NSW Smart Sensing Network celebrates its fifth anniversary

Professor Ben Eggleton, Co-Director of the NSSN, at the Sydney Nanoscience Hub.

The NSSN operates in seven thematic areas, including the built environment, data analytics, environment and AgTech, manufacturing, MedTech, resources and energy, space and aviation. The domains are led by thematic leaders of the NSSN, who are experts in their respective fields and provide consultations to research and industry partners on various topics such as collaborative R&D projects and funding avenues.

In addition to its founding universities, the membership of the NSSN has grown over the past five years to include Australian National University, University of Canberra, Macquarie University, University of Newcastle, University of Sydney Technology and Western Sydney University.

The network has impacted its members by activating and successfully leading several multi-million dollar collaborative R&D programs.

At the University of Sydney, the NSSN builds on more than a decade of photonics and laser research established through CUDOS, the ARC Center of Excellence for Ultra High Bandwidth Devices for optical systems, which was hosted by the School of Physics until 2017.
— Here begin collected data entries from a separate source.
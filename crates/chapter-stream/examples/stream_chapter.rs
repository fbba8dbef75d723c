use std::sync::Arc;
use std::time::Duration;

use chapter_stream::prelude::*;

#[tokio::main(flavor = "current_thread")]
async fn main() -> Result<(), GenerationError> {
    let transport = ScriptedTransport::chapter("Sand hissed against the tent walls all night.", 8)
        .delay(Duration::from_millis(50));
    let controller = GenerationController::new(Arc::new(transport));
    let pacer = Pacer::spawn(
        controller.subscribe(),
        PacerConfig::default().chars_per_tick(2),
    )?;

    let request = GenerateChapterRequest::new("demo", ChapterOutline::new(3, "Night Watch"));
    let outcome = controller.start(request).await?;

    let view = GenerationView::compose(&controller.state(), &pacer.state());
    println!("[{}] {}", view.badge.label(), view.text);
    if let SessionOutcome::Completed { chapter } = outcome {
        println!("{} ({} chars)", chapter.title, chapter.word_count);
    }
    Ok(())
}
use crate::chapter::Chapter;
use crate::errors::TransportError;

/// One event on a chapter generation stream.
///
/// The serde representation is the backend wire format: a JSON object
/// discriminated by `type` (`CONTENT`, `PROGRESS`, `METADATA`, `ERROR`,
/// `COMPLETE`).
#[derive(Clone, Debug, PartialEq, serde::Serialize, serde::Deserialize)]
#[serde(tag = "type", rename_all = "SCREAMING_SNAKE_CASE")]
pub enum GenerationEvent {
    /// Incremental generated text.
    Content {
        #[serde(rename = "content_chunk", default)]
        text: String,
    },
    /// Progress fraction and/or stage label. Either may be absent.
    Progress {
        #[serde(
            rename = "progress",
            default,
            skip_serializing_if = "Option::is_none"
        )]
        fraction: Option<f64>,
        #[serde(default, skip_serializing_if = "Option::is_none")]
        stage: Option<String>,
    },
    /// Side-channel information such as an assigned chapter id.
    Metadata {
        #[serde(flatten)]
        data: serde_json::Map<String, serde_json::Value>,
    },
    /// Terminal failure reported by the backend.
    Error {
        #[serde(
            rename = "error_message",
            default,
            skip_serializing_if = "Option::is_none"
        )]
        message: Option<String>,
    },
    /// Terminal success, optionally carrying the stored chapter.
    Complete {
        #[serde(
            rename = "final_chapter",
            default,
            skip_serializing_if = "Option::is_none"
        )]
        chapter: Option<Chapter>,
    },
}

impl GenerationEvent {
    pub fn content(text: impl Into<String>) -> Self {
        Self::Content { text: text.into() }
    }

    pub fn progress(fraction: f64, stage: impl Into<String>) -> Self {
        Self::Progress {
            fraction: Some(fraction),
            stage: Some(stage.into()),
        }
    }

    pub fn error(message: impl Into<String>) -> Self {
        Self::Error {
            message: Some(message.into()),
        }
    }

    pub fn complete(chapter: Option<Chapter>) -> Self {
        Self::Complete { chapter }
    }

    /// Short name used in logs.
    pub fn kind(&self) -> &'static str {
        match self {
            Self::Content { .. } => "CONTENT",
            Self::Progress { .. } => "PROGRESS",
            Self::Metadata { .. } => "METADATA",
            Self::Error { .. } => "ERROR",
            Self::Complete { .. } => "COMPLETE",
        }
    }

    /// Decodes the `data` payload of one stream frame.
    ///
    /// Blank payloads and the `[DONE]` sentinel decode to `None`.
    pub fn decode(data: &str) -> Result<Option<Self>, TransportError> {
        let data = data.trim();
        if data.is_empty() || data == "[DONE]" {
            return Ok(None);
        }
        serde_json::from_str(data)
            .map(Some)
            .map_err(|e| TransportError::protocol(format!("invalid generation event: {e}")))
    }
}
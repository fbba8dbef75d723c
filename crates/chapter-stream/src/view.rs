use crate::chapter::Chapter;
use crate::pacer::PacerState;
use crate::stage::Stage;
use crate::state::SessionState;

/// Status badge of the generation card.
#[derive(Clone, Copy, Debug, PartialEq, Eq)]
pub enum StatusBadge {
    Idle,
    Streaming,
    Completed,
    Failed,
    Cancelled,
}

impl StatusBadge {
    pub fn label(self) -> &'static str {
        match self {
            Self::Idle => "idle",
            Self::Streaming => "generating",
            Self::Completed => "complete",
            Self::Failed => "error",
            Self::Cancelled => "cancelled",
        }
    }
}

/// Everything the UI needs to render one generation, in one snapshot.
#[derive(Clone, Debug, PartialEq)]
pub struct GenerationView {
    pub text: String,
    pub percent: u8,
    pub stage: Stage,
    pub is_streaming: bool,
    pub error: Option<String>,
    pub result: Option<Chapter>,
    pub badge: StatusBadge,
}

impl GenerationView {
    /// Combines the controller and pacer snapshots.
    ///
    /// The text is the paced reveal; if the pacer is following a different
    /// session (it has not caught up with a reset yet) the text is empty.
    pub fn compose(session: &SessionState, pacer: &PacerState) -> Self {
        let text = if pacer.session_id() == session.session_id() {
            pacer.revealed_text().to_string()
        } else {
            String::new()
        };
        let badge = if session.terminal_error().is_some() {
            StatusBadge::Failed
        } else if session.is_active() {
            StatusBadge::Streaming
        } else if session.result().is_some() {
            StatusBadge::Completed
        } else if session.is_cancelled() {
            StatusBadge::Cancelled
        } else {
            StatusBadge::Idle
        };
        Self {
            text,
            percent: (session.progress() * 100.0).round().clamp(0.0, 100.0) as u8,
            stage: session.stage().clone(),
            is_streaming: session.is_active(),
            error: session.terminal_error().map(str::to_owned),
            result: session.result().cloned(),
            badge,
        }
    }

    /// Display name of the current stage.
    pub fn stage_name(&self) -> &str {
        self.stage.display_name()
    }

    /// False when there is nothing to show yet.
    pub fn should_render(&self) -> bool {
        self.is_streaming || !self.text.is_empty() || self.error.is_some()
    }

    /// Failed sessions offer a retry action.
    pub fn can_retry(&self) -> bool {
        self.badge == StatusBadge::Failed
    }

    /// Finished sessions of any kind can be reset.
    pub fn can_reset(&self) -> bool {
        !self.is_streaming && self.badge != StatusBadge::Idle
    }
}

#[cfg(test)]
mod tests {
    use super::*;
    use crate::event::GenerationEvent;
    use crate::request::{ChapterOutline, GenerateChapterRequest};

    fn request() -> GenerateChapterRequest {
        GenerateChapterRequest::new("p", ChapterOutline::new(1, "t"))
    }

    fn synced(session: &SessionState) -> PacerState {
        let mut pacer = PacerState::default();
        pacer.advance(session, 4);
        pacer
    }

    #[test]
    fn idle_view_is_hidden() {
        let session = SessionState::default();
        let view = GenerationView::compose(&session, &PacerState::default());
        assert_eq!(view.badge, StatusBadge::Idle);
        assert!(!view.should_render());
        assert!(!view.can_reset());
    }

    #[test]
    fn streaming_view_shows_paced_text_and_percent() {
        let mut session = SessionState::started(uuid::Uuid::new_v4());
        session.fold(GenerationEvent::progress(0.456, "generating"), &request());
        session.fold(GenerationEvent::content("Hello world"), &request());
        let view = GenerationView::compose(&session, &synced(&session));
        assert_eq!(view.badge, StatusBadge::Streaming);
        assert_eq!(view.text, "Hell");
        assert_eq!(view.percent, 46);
        assert_eq!(view.stage_name(), "Writing content");
        assert!(view.should_render());
    }

    #[test]
    fn terminal_badges() {
        let mut failed = SessionState::started(uuid::Uuid::new_v4());
        failed.fold(GenerationEvent::error("nope"), &request());
        let view = GenerationView::compose(&failed, &synced(&failed));
        assert_eq!(view.badge, StatusBadge::Failed);
        assert!(view.can_retry());
        assert_eq!(view.error.as_deref(), Some("nope"));

        let mut done = SessionState::started(uuid::Uuid::new_v4());
        done.fold(GenerationEvent::complete(None), &request());
        let view = GenerationView::compose(&done, &synced(&done));
        assert_eq!(view.badge, StatusBadge::Completed);
        assert_eq!(view.percent, 100);
        assert!(view.can_reset());

        let mut cancelled = SessionState::started(uuid::Uuid::new_v4());
        cancelled.cancel();
        let view = GenerationView::compose(&cancelled, &synced(&cancelled));
        assert_eq!(view.badge, StatusBadge::Cancelled);
        assert!(!view.can_retry());
    }

    #[test]
    fn pacer_from_another_session_shows_no_text() {
        let mut old = SessionState::started(uuid::Uuid::new_v4());
        old.fold(GenerationEvent::content("stale"), &request());
        let pacer = synced(&old);
        let fresh = SessionState::started(uuid::Uuid::new_v4());
        assert_eq!(GenerationView::compose(&fresh, &pacer).text, "");
    }
}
The capabilities developed at CUDOS are the foundation of the RAAF-sponsored Jericho Smart Sensing Lab based at the University of Sydney Nano Institute.

Professor Eggleton, Director of Sydney Nano, said: “The NSSN has highlighted the broader opportunity for smart sensor technology to play an important role in solving many practical challenges ahead.
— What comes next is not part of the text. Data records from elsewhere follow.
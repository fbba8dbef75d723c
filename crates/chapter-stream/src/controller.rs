use std::sync::{Arc, Mutex, MutexGuard, PoisonError};
use std::time::Duration;

use futures::StreamExt as _;
use tokio::sync::watch;
use tracing::{debug, info, warn};

use crate::config::parse_env;
use crate::errors::{GenerationError, TransportError};
use crate::event::GenerationEvent;
use crate::request::GenerateChapterRequest;
use crate::state::{Fold, STREAM_ENDED_MESSAGE, SessionOutcome, SessionState};
use crate::transport::{EventStream, GenerationTransport};

/// Controller behaviour options.
#[derive(Clone, Debug, Default, PartialEq, Eq)]
pub struct ControllerOptions {
    /// Fails the session when no event arrives for this long.
    ///
    /// Off by default: a stalled backend then keeps the session active
    /// until the caller cancels it.
    pub stall_timeout: Option<Duration>,
}

impl ControllerOptions {
    /// Reads `CHAPTER_STREAM_STALL_TIMEOUT_SECS` (0 or unset disables it).
    pub fn from_env() -> Result<Self, GenerationError> {
        let stall_timeout = parse_env::<u64>("CHAPTER_STREAM_STALL_TIMEOUT_SECS")?
            .filter(|secs| *secs > 0)
            .map(Duration::from_secs);
        Ok(Self { stall_timeout })
    }

    pub fn stall_timeout(mut self, timeout: Duration) -> Self {
        self.stall_timeout = Some(timeout);
        self
    }
}

/// Signals the fold loop of one session to stop.
#[derive(Clone)]
struct AbortHandle {
    tx: watch::Sender<bool>,
}

impl AbortHandle {
    fn abort(&self) {
        let _ = self.tx.send(true);
    }
}

struct ActiveSession {
    session_id: uuid::Uuid,
    abort: AbortHandle,
}

struct ControllerInner {
    transport: Arc<dyn GenerationTransport>,
    options: ControllerOptions,
    state: watch::Sender<SessionState>,
    active: Mutex<Option<ActiveSession>>,
}

/// Runs chapter generation sessions and owns their state.
///
/// The controller is a cheap handle: clone it to cancel or reset from a
/// different task while `start` is being awaited. Only the fold loop of
/// the current session writes the state; readers take snapshots with
/// [`GenerationController::state`] or watch it with
/// [`GenerationController::subscribe`].
#[derive(Clone)]
pub struct GenerationController {
    inner: Arc<ControllerInner>,
}

impl GenerationController {
    pub fn new(transport: Arc<dyn GenerationTransport>) -> Self {
        Self::with_options(transport, ControllerOptions::default())
    }

    pub fn with_options(transport: Arc<dyn GenerationTransport>, options: ControllerOptions) -> Self {
        let (state, _) = watch::channel(SessionState::default());
        Self {
            inner: Arc::new(ControllerInner {
                transport,
                options,
                state,
                active: Mutex::new(None),
            }),
        }
    }

    /// Current state snapshot.
    pub fn state(&self) -> SessionState {
        self.inner.state.borrow().clone()
    }

    /// Receiver notified after every state change.
    pub fn subscribe(&self) -> watch::Receiver<SessionState> {
        self.inner.state.subscribe()
    }

    pub fn is_active(&self) -> bool {
        self.inner.state.borrow().is_active()
    }

    /// Runs one generation session to its terminal state.
    ///
    /// A finished session does not have to be reset first: starting again
    /// replaces its state with a fresh one under a new session id. Only a
    /// start while a session is still active is refused.
    ///
    /// Returns `Err` only when the request is malformed or another session
    /// is active; the state is left untouched in both cases. Every stream
    /// outcome, including transport failures, is reported through the
    /// returned `SessionOutcome` and the session state.
    pub async fn start(
        &self,
        request: GenerateChapterRequest,
    ) -> Result<SessionOutcome, GenerationError> {
        request.validate()?;

        let session_id = uuid::Uuid::new_v4();
        let (abort_tx, abort_rx) = watch::channel(false);
        {
            let mut active = self.lock_active();
            let mut busy = None;
            self.inner.state.send_if_modified(|state| {
                if state.is_active() {
                    busy = Some(state.session_id());
                    return false;
                }
                *state = SessionState::started(session_id);
                true
            });
            if let Some(session_id) = busy {
                return Err(GenerationError::SessionActive { session_id });
            }
            *active = Some(ActiveSession {
                session_id,
                abort: AbortHandle { tx: abort_tx },
            });
        }

        info!(
            session_id = %session_id,
            transport = self.inner.transport.name(),
            project_id = %request.project_id,
            chapter = request.chapter_number,
            "generation session started"
        );

        let outcome = self.run_session(session_id, &request, abort_rx).await;

        let mut active = self.lock_active();
        if active.as_ref().is_some_and(|a| a.session_id == session_id) {
            *active = None;
        }
        Ok(outcome)
    }

    /// Cancels the active session. No-op when nothing is active.
    ///
    /// The state switches to cancelled before the connection is signalled,
    /// so events already in flight are discarded by the fold.
    pub fn cancel(&self) {
        let active = self.lock_active();
        if self.inner.state.send_if_modified(SessionState::cancel) {
            if let Some(active) = active.as_ref() {
                info!(session_id = %active.session_id, "generation session cancelled");
                active.abort.abort();
            }
        }
    }

    /// Cancels any in-flight session and restores the empty initial state.
    pub fn reset(&self) {
        let mut active = self.lock_active();
        self.inner.state.send_if_modified(SessionState::cancel);
        if let Some(active) = active.take() {
            active.abort.abort();
        }
        self.inner.state.send_replace(SessionState::default());
        debug!("generation controller reset");
    }

    fn lock_active(&self) -> MutexGuard<'_, Option<ActiveSession>> {
        self.inner
            .active
            .lock()
            .unwrap_or_else(PoisonError::into_inner)
    }

    /// Applies `f` when the state still belongs to `session_id`.
    fn apply(&self, session_id: uuid::Uuid, f: impl FnOnce(&mut SessionState) -> Fold) -> Fold {
        let mut fold = Fold::Ignored;
        self.inner.state.send_if_modified(|state| {
            if state.session_id() != session_id {
                return false;
            }
            fold = f(state);
            !matches!(fold, Fold::Ignored)
        });
        fold
    }

    fn owns_active_state(&self, session_id: uuid::Uuid) -> bool {
        let state = self.inner.state.borrow();
        state.session_id() == session_id && state.is_active()
    }

    async fn run_session(
        &self,
        session_id: uuid::Uuid,
        request: &GenerateChapterRequest,
        mut abort_rx: watch::Receiver<bool>,
    ) -> SessionOutcome {
        let opened = tokio::select! {
            biased;
            _ = abort_rx.changed() => return self.finish(session_id, Fold::Ignored),
            opened = self.inner.transport.open(request) => opened,
        };
        let mut stream = match opened {
            Ok(stream) => stream,
            Err(err) => {
                warn!(session_id = %session_id, error = %err, "failed to open generation stream");
                let fold = self.apply(session_id, |state| state.fail(err.to_string()));
                return self.finish(session_id, fold);
            }
        };

        let stall_timeout = self.inner.options.stall_timeout;
        let fold = loop {
            let next = tokio::select! {
                biased;
                _ = abort_rx.changed() => break Fold::Ignored,
                next = next_event(&mut stream, stall_timeout) => next,
            };
            match next {
                Next::Event(event) => {
                    let kind = event.kind();
                    match self.apply(session_id, |state| state.fold(event, request)) {
                        terminal @ Fold::Terminal(_) => break terminal,
                        Fold::Applied => {
                            debug!(session_id = %session_id, kind, "folded generation event");
                        }
                        Fold::Ignored => {
                            if !self.owns_active_state(session_id) {
                                break Fold::Ignored;
                            }
                        }
                    }
                }
                Next::Failed(err) => {
                    warn!(session_id = %session_id, error = %err, "generation stream failed");
                    break self.apply(session_id, |state| state.fail(err.to_string()));
                }
                Next::Closed => {
                    warn!(session_id = %session_id, "generation stream closed without a terminal event");
                    break self.apply(session_id, |state| state.fail(STREAM_ENDED_MESSAGE));
                }
                Next::Stalled(after) => {
                    warn!(session_id = %session_id, ?after, "generation stream stalled");
                    break self.apply(session_id, |state| {
                        state.fail(format!("no generation event received within {after:?}"))
                    });
                }
            }
        };
        drop(stream);
        self.finish(session_id, fold)
    }

    /// Makes sure the session is no longer active and reports how it ended.
    ///
    /// `fold` is the last write of the loop. Anything but a terminal fold
    /// means the session was cancelled or reset from outside.
    fn finish(&self, session_id: uuid::Uuid, fold: Fold) -> SessionOutcome {
        let fold = match fold {
            Fold::Terminal(_) => fold,
            _ => self.apply(session_id, |state| state.fail(STREAM_ENDED_MESSAGE)),
        };
        let outcome = match fold {
            Fold::Terminal(outcome) => outcome,
            _ => SessionOutcome::Cancelled,
        };
        let fragments = self.inner.state.borrow().fragments();
        match &outcome {
            SessionOutcome::Completed { chapter } => info!(
                session_id = %session_id,
                fragments,
                word_count = chapter.word_count,
                "generation session completed"
            ),
            SessionOutcome::Failed { message } => {
                info!(session_id = %session_id, fragments, error = %message, "generation session failed")
            }
            SessionOutcome::Cancelled => {
                debug!(session_id = %session_id, "generation session ended after cancellation")
            }
        }
        outcome
    }
}

enum Next {
    Event(GenerationEvent),
    Failed(TransportError),
    Closed,
    Stalled(Duration),
}

async fn next_event(stream: &mut EventStream, stall_timeout: Option<Duration>) -> Next {
    let next = match stall_timeout {
        Some(after) => match tokio::time::timeout(after, stream.next()).await {
            Ok(next) => next,
            Err(_) => return Next::Stalled(after),
        },
        None => stream.next().await,
    };
    match next {
        Some(Ok(event)) => Next::Event(event),
        Some(Err(err)) => Next::Failed(err),
        None => Next::Closed,
    }
}
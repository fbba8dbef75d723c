//! Common imports for typical usage.
pub use crate::{
    Chapter, ChapterOutline, ControllerOptions, GenerateChapterRequest, GenerationController,
    GenerationError, GenerationEvent, GenerationView, HttpTransport, HttpTransportConfig, Pacer,
    PacerConfig, PacerState, ScriptedTransport, SessionOutcome, SessionState, Stage, StatusBadge,
};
“For example, at Sydney Nano, we are developing a roadmap for the use of sensors to detect COVID-19 and its transmissibility, recently publishing research priorities in this area in Natural biotechnology.
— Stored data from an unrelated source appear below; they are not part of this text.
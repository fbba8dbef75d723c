use std::time::Duration;

use crate::config::{env_value, parse_env};
use crate::errors::{GenerationError, TransportError};

/// Configuration for the HTTP generation transport.
#[derive(Clone, Debug)]
pub struct HttpTransportConfig {
    /// Base URL of the novel backend.
    pub base_url: String,
    /// Optional bearer token.
    pub api_key: Option<String>,
    /// Connect timeout. The stream itself has no read deadline; use
    /// `ControllerOptions::stall_timeout` to bound silent streams.
    pub connect_timeout: Duration,
}

impl HttpTransportConfig {
    /// Creates a config with default timeouts and no credentials.
    pub fn new(base_url: impl Into<String>) -> Self {
        Self {
            base_url: base_url.into(),
            api_key: None,
            connect_timeout: Duration::from_secs(30),
        }
    }

    /// Builds a config from `CHAPTER_STREAM_BASE_URL`,
    /// `CHAPTER_STREAM_API_KEY` and `CHAPTER_STREAM_TIMEOUT_SECS`.
    pub fn from_env() -> Result<Self, GenerationError> {
        let base_url = env_value("CHAPTER_STREAM_BASE_URL").ok_or_else(|| {
            GenerationError::config("missing CHAPTER_STREAM_BASE_URL for HTTP transport")
        })?;
        let mut config = Self::new(base_url);
        config.api_key = env_value("CHAPTER_STREAM_API_KEY");
        if let Some(secs) = parse_env::<u64>("CHAPTER_STREAM_TIMEOUT_SECS")? {
            config.connect_timeout = Duration::from_secs(secs);
        }
        Ok(config)
    }

    /// Sets the bearer token.
    pub fn api_key(mut self, api_key: impl Into<String>) -> Self {
        self.api_key = Some(api_key.into());
        self
    }

    /// Overrides the connect timeout.
    pub fn connect_timeout(mut self, timeout: Duration) -> Self {
        self.connect_timeout = timeout;
        self
    }

    /// Streaming endpoint for `project_id`.
    ///
    /// The id is appended as a single escaped path segment, so `/`, `?`
    /// and `#` inside it cannot change which endpoint is called.
    pub(crate) fn stream_url(&self, project_id: &str) -> Result<reqwest::Url, TransportError> {
        if matches!(project_id, "" | "." | "..") {
            return Err(TransportError::protocol(format!(
                "project id {project_id:?} is not a usable path segment"
            )));
        }
        let mut url = reqwest::Url::parse(self.base_url.trim()).map_err(|e| {
            TransportError::protocol(format!("invalid base_url {:?}: {e}", self.base_url))
        })?;
        url.path_segments_mut()
            .map_err(|()| {
                TransportError::protocol(format!("base_url {:?} cannot carry a path", self.base_url))
            })?
            .pop_if_empty()
            .extend(["api", "v1", "novel", "projects", project_id, "chapters", "stream"]);
        Ok(url)
    }
}

#[cfg(test)]
mod tests {
    use super::*;

    #[test]
    fn stream_url_trims_trailing_slash() {
        let config = HttpTransportConfig::new("http://localhost:8000/");
        assert_eq!(
            config.stream_url("p1").expect("url").as_str(),
            "http://localhost:8000/api/v1/novel/projects/p1/chapters/stream"
        );
    }

    #[test]
    fn stream_url_keeps_base_path_prefix() {
        let config = HttpTransportConfig::new("https://novels.example/backend");
        assert_eq!(
            config.stream_url("p1").expect("url").as_str(),
            "https://novels.example/backend/api/v1/novel/projects/p1/chapters/stream"
        );
    }

    #[test]
    fn project_id_is_escaped_as_one_segment() {
        let config = HttpTransportConfig::new("http://h");
        let url = config.stream_url("a/../b?x=1#f").expect("url");
        assert_eq!(
            url.as_str(),
            "http://h/api/v1/novel/projects/a%2F..%2Fb%3Fx=1%23f/chapters/stream"
        );
        assert_eq!(url.query(), None);
        assert_eq!(url.fragment(), None);
    }

    #[test]
    fn dot_segments_and_bad_base_are_rejected() {
        let config = HttpTransportConfig::new("http://h");
        assert!(matches!(config.stream_url(".."), Err(TransportError::Protocol(_))));
        assert!(matches!(
            HttpTransportConfig::new("not a url").stream_url("p1"),
            Err(TransportError::Protocol(_))
        ));
    }
}
//! Streams one chapter and prints it at the paced reveal rate.
//!
//! Talks to the backend named by `CHAPTER_STREAM_BASE_URL` (a `.env` file
//! is honoured), or replays a built-in chapter with `--offline`. Ctrl-C
//! cancels the generation.

use std::io::Write as _;
use std::sync::Arc;
use std::time::Duration;

use chapter_stream::observability::init_observability;
use chapter_stream::prelude::*;
use chapter_stream::transport::GenerationTransport;
use clap::Parser;
use tracing::{info, warn};

const SAMPLE_CHAPTER: &str = "The caravan left the oasis before dawn. By noon the horizon had \
turned the color of rust, and the old guide stopped singing. \"Tie the camels together,\" she \
said, and nobody asked why.";

#[derive(Parser, Debug)]
#[command(about = "Stream a generated chapter with a typewriter reveal")]
struct Args {
    /// Project the chapter belongs to.
    #[arg(long, default_value = "demo-project")]
    project: String,
    /// Chapter position (1-based).
    #[arg(long, default_value_t = 1)]
    chapter: u32,
    /// Chapter title.
    #[arg(long, default_value = "The Storm")]
    title: String,
    /// One-line chapter summary.
    #[arg(long, default_value = "")]
    summary: String,
    /// Replay the built-in chapter instead of calling the backend.
    #[arg(long)]
    offline: bool,
    /// Override the reveal tick in milliseconds.
    #[arg(long)]
    tick_ms: Option<u64>,
    /// Override the characters revealed per tick.
    #[arg(long)]
    chars_per_tick: Option<usize>,
}

#[tokio::main]
async fn main() -> Result<(), Box<dyn std::error::Error>> {
    dotenvy::dotenv().ok();
    init_observability();
    let args = Args::parse();

    let transport: Arc<dyn GenerationTransport> = if args.offline {
        Arc::new(ScriptedTransport::chapter(SAMPLE_CHAPTER, 12).delay(Duration::from_millis(40)))
    } else {
        Arc::new(HttpTransport::from_env()?)
    };

    let mut pacer_config = PacerConfig::from_env()?;
    if let Some(ms) = args.tick_ms {
        pacer_config = pacer_config.tick(Duration::from_millis(ms));
    }
    if let Some(chars) = args.chars_per_tick {
        pacer_config = pacer_config.chars_per_tick(chars);
    }

    let controller = GenerationController::with_options(transport, ControllerOptions::from_env()?);
    let pacer = Pacer::spawn(controller.subscribe(), pacer_config)?;

    let request = GenerateChapterRequest::new(
        args.project,
        ChapterOutline::new(args.chapter, args.title).summary(args.summary),
    );

    let printer = tokio::spawn(print_reveal(pacer.subscribe()));

    let session = controller.clone();
    let mut generation = tokio::spawn(async move { session.start(request).await });
    let outcome = tokio::select! {
        joined = &mut generation => joined??,
        _ = tokio::signal::ctrl_c() => {
            warn!("interrupted, cancelling generation");
            controller.cancel();
            generation.await??
        }
    };
    printer.await?;

    let view = GenerationView::compose(&controller.state(), &pacer.state());
    println!();
    match outcome {
        SessionOutcome::Completed { chapter } => info!(
            title = %chapter.title,
            word_count = chapter.word_count,
            badge = view.badge.label(),
            "chapter ready"
        ),
        SessionOutcome::Failed { message } => {
            eprintln!("generation failed: {message}");
        }
        SessionOutcome::Cancelled => eprintln!("generation {}", view.badge.label()),
    }
    Ok(())
}

/// Prints newly revealed text until the reveal has caught up with a
/// finished session.
async fn print_reveal(mut rx: tokio::sync::watch::Receiver<PacerState>) {
    let mut printed = 0;
    loop {
        let (chunk, done) = {
            let state = rx.borrow_and_update();
            let text = state.revealed_text();
            let chunk = text.get(printed..).unwrap_or_default().to_string();
            printed = text.len();
            (chunk, !state.is_active() && !state.session_id().is_nil())
        };
        if !chunk.is_empty() {
            print!("{chunk}");
            let _ = std::io::stdout().flush();
        }
        if done || rx.changed().await.is_err() {
            break;
        }
    }
}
Professor Eggleton said: “Collaboration through the NSSN is vital if we are to succeed in solving pressing challenges in healthcare, engineering, signal technology, quantum sensing and photon science. . “

Researchers from UNSW, ANU, University of Canberra, UTS and Newcastle University collaborated with Sydney Water and nine other water utilities on the NSSN flagship project of 3 , $ 4 million, Advanced detection to reduce leaks and ruptures.

The program included five projects using acoustic detection, data analysis, distributed acoustic detection, LiDAR detection and quantum detection to predict and detect leaks and breaks in urban water systems.